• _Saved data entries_
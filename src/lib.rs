//! Episode and quote harvester for sitcom wikis.
//!
//! Pages are read through [`fetch::SourceFetcher`], parsed by the `wiki-parser`
//! crate, collapsed by [`dedup`], optionally enriched through a chat model, and
//! written by [`output::DatasetWriter`] only after [`validate`] accepts them.

pub mod controls;
pub mod dedup;
pub mod enrich;
pub mod fetch;
pub mod output;
pub mod pipeline;
pub mod records;
pub mod validate;
pub mod wiki_api;

pub use controls::{EnrichDefaults, EnrichPolicy, FetchControls, HarvestArgs, SeriesConfig};
pub use dedup::{dedup_and_index, Indexed};
pub use enrich::{ChatBackend, EnrichContext, EnrichError, EnrichReport, Enricher, OpenAiChat};
pub use fetch::{FetchError, HttpTransport, RawDocument, Source, SourceFetcher, Transport};
pub use output::{DatasetWriter, OutputError, Published};
pub use pipeline::{Harvester, PipelineError};
pub use records::{EpisodeRecord, QuoteRecord, RecordKind, TopicVocabulary};
pub use validate::{validate, Violation};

• _WHAT IS BEING ASKED_
Produce the records once again, exactly as they stand above.

• _FINAL ANSWER_
filename src/lib.rs
//! Episode and quote harvester for sitcom wikis.
//!
//! Pages are read through [`fetch::SourceFetcher`], parsed by the `wiki-parser`
//! crate, collapsed by [`dedup`], optionally enriched through a chat model, and
//! written by [`output::DatasetWriter`] only after [`validate`] accepts them.

pub mod controls;
pub mod dedup;
pub mod enrich;
pub mod fetch;
pub mod output;
pub mod pipeline;
pub mod records;
pub mod validate;
pub mod wiki_api;

pub use controls::{EnrichDefaults, EnrichPolicy, FetchControls, HarvestArgs, SeriesConfig};
pub use dedup::{dedup_and_index, Indexed};
pub use enrich::{ChatBackend, EnrichContext, EnrichError, EnrichReport, Enricher, OpenAiChat};
pub use fetch::{FetchError, HttpTransport, RawDocument, Source, SourceFetcher, Transport};
pub use output::{DatasetWriter, OutputError, Published};
pub use pipeline::{Harvester, PipelineError};
pub use records::{EpisodeRecord, QuoteRecord, RecordKind, TopicVocabulary};
pub use validate::{validate, Violation};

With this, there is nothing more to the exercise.